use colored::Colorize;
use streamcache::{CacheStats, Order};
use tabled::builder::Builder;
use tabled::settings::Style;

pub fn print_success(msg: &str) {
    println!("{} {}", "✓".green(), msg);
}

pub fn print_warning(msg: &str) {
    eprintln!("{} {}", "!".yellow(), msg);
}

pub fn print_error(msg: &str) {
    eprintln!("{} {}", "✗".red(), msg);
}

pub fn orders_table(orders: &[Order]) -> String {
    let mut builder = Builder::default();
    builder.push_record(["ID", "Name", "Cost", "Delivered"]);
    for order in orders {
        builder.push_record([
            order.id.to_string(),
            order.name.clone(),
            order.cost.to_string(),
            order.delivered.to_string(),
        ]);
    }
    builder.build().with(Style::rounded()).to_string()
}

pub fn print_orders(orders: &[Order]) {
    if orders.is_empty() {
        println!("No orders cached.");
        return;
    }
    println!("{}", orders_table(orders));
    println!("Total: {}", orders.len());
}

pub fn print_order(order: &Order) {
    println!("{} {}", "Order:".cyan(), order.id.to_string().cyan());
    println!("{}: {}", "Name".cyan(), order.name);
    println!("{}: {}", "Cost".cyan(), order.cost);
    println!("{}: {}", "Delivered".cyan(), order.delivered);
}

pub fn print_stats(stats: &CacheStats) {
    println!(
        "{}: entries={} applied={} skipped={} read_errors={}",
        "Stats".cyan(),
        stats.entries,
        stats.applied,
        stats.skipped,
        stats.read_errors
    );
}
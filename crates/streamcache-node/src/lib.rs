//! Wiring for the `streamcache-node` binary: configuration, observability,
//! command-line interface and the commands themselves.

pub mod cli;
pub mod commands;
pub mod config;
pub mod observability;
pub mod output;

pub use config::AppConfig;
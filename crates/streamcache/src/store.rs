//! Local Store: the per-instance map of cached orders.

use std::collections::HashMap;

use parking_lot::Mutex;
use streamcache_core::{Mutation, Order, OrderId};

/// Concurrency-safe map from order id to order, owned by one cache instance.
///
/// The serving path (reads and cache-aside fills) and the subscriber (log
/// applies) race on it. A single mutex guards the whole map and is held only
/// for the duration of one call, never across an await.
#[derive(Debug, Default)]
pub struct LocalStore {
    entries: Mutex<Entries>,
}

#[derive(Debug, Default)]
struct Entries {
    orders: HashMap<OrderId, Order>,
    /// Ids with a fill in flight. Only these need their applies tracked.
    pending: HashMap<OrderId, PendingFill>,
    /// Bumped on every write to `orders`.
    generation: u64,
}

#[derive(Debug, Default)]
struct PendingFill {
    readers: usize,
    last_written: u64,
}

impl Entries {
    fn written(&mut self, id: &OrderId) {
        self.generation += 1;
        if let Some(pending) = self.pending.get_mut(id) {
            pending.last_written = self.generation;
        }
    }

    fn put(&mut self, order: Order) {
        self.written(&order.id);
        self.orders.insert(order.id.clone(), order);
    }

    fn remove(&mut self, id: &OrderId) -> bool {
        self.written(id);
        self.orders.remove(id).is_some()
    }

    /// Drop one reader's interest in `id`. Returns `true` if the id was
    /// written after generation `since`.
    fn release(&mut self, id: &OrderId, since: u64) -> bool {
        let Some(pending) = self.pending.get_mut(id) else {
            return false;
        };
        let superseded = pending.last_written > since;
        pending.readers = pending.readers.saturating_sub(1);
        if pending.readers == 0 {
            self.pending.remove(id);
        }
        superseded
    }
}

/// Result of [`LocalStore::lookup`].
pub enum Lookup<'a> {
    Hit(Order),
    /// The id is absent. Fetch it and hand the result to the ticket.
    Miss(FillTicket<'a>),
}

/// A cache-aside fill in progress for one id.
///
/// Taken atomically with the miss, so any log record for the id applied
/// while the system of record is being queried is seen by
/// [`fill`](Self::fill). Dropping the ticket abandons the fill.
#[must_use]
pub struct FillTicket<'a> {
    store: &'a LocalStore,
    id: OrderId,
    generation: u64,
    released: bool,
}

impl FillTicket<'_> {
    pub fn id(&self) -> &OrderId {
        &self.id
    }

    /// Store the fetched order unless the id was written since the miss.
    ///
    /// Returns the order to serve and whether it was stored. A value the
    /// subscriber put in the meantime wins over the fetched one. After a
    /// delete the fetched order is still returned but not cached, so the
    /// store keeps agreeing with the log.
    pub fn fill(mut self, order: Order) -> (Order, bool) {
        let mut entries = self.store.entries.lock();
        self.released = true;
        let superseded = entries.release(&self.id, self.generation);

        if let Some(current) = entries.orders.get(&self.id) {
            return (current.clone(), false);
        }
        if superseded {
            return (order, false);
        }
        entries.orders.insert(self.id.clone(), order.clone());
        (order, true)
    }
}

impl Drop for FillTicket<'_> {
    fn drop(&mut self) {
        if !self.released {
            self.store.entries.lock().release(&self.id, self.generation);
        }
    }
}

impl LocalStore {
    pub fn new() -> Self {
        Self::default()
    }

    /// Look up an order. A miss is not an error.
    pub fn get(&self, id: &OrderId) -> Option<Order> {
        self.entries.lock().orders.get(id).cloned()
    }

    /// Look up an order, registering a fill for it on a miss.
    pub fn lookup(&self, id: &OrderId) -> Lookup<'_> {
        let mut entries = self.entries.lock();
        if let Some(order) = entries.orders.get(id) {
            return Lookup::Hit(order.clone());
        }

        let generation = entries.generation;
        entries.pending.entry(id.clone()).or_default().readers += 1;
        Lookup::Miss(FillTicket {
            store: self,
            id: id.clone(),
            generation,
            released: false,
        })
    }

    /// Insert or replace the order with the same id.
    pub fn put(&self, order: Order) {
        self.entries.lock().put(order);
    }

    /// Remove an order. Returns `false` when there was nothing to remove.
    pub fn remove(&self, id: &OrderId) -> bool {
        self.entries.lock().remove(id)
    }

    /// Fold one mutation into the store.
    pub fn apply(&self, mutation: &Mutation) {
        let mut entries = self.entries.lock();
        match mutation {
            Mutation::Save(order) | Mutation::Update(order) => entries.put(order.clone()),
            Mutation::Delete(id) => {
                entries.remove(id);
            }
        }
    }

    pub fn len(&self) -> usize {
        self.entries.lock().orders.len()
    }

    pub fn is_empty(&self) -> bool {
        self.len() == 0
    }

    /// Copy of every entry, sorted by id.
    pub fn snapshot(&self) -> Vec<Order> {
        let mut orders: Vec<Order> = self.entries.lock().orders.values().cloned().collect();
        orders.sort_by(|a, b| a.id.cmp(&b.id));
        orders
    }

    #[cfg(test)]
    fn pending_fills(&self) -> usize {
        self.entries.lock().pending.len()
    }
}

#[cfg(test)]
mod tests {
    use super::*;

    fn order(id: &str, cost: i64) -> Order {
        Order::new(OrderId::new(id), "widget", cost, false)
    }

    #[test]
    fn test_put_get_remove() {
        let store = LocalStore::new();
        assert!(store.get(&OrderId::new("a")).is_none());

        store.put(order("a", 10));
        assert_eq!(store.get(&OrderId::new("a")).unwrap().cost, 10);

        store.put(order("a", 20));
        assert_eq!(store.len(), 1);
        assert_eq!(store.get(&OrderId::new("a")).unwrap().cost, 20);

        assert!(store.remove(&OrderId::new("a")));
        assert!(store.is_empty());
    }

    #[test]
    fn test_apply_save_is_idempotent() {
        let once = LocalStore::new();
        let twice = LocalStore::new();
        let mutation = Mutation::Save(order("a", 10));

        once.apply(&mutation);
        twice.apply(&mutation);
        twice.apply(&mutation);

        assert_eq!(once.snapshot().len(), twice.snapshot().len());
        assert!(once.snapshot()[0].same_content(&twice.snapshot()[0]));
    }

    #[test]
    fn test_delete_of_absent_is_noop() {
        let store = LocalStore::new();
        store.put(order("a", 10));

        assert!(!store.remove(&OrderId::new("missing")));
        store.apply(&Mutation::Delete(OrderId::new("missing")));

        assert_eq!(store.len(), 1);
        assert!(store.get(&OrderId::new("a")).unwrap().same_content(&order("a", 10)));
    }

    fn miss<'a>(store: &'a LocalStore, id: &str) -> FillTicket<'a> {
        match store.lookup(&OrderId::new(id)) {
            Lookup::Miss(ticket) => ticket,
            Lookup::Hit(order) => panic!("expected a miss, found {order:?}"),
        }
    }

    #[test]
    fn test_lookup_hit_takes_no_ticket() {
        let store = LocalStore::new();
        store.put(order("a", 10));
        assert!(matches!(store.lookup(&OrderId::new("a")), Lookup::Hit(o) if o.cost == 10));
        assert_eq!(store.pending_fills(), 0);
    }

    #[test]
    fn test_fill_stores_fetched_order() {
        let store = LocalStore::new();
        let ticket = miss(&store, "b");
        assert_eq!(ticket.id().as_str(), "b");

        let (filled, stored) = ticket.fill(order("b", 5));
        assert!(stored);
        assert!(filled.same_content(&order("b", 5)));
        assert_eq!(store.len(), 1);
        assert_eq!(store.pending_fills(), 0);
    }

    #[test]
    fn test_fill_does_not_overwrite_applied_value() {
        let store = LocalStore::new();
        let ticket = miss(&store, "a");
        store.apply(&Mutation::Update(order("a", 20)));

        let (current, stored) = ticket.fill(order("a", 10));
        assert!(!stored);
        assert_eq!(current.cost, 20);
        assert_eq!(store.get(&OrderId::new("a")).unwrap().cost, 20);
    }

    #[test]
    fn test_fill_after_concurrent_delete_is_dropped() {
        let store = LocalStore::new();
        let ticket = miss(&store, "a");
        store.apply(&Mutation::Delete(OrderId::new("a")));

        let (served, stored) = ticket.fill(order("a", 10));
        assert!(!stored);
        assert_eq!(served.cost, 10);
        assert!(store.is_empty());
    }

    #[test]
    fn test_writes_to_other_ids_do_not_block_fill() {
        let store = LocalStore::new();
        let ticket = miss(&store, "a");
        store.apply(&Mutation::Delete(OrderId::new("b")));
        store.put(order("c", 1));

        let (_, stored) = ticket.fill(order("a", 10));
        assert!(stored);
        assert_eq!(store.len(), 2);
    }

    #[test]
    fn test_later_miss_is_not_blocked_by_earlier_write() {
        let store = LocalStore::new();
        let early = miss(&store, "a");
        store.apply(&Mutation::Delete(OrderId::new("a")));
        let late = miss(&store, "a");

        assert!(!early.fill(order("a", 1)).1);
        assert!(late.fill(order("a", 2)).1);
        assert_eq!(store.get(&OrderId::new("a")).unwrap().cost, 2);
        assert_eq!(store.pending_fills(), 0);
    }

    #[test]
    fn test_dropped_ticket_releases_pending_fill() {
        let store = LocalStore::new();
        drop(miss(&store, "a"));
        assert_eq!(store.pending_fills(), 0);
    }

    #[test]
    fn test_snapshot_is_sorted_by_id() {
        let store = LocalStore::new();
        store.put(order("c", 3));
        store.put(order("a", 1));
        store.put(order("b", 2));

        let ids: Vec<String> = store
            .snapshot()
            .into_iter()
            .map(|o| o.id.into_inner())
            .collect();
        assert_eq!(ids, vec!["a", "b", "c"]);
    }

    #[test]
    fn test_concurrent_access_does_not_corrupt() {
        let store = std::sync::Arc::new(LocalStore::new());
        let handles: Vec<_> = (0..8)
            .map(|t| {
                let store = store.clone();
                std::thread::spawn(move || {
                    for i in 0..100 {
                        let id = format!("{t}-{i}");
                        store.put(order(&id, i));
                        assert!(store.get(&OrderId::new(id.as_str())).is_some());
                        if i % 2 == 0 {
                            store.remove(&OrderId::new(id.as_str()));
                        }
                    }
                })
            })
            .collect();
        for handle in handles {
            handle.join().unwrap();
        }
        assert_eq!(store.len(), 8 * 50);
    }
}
# # # #
*ABOUT THIS TASK:*
Return each line of the data above that includes the word "usize".

*ANSWER TO THIS TASK:*
    readers: usize,
    pub fn len(&self) -> usize {
    fn pending_fills(&self) -> usize {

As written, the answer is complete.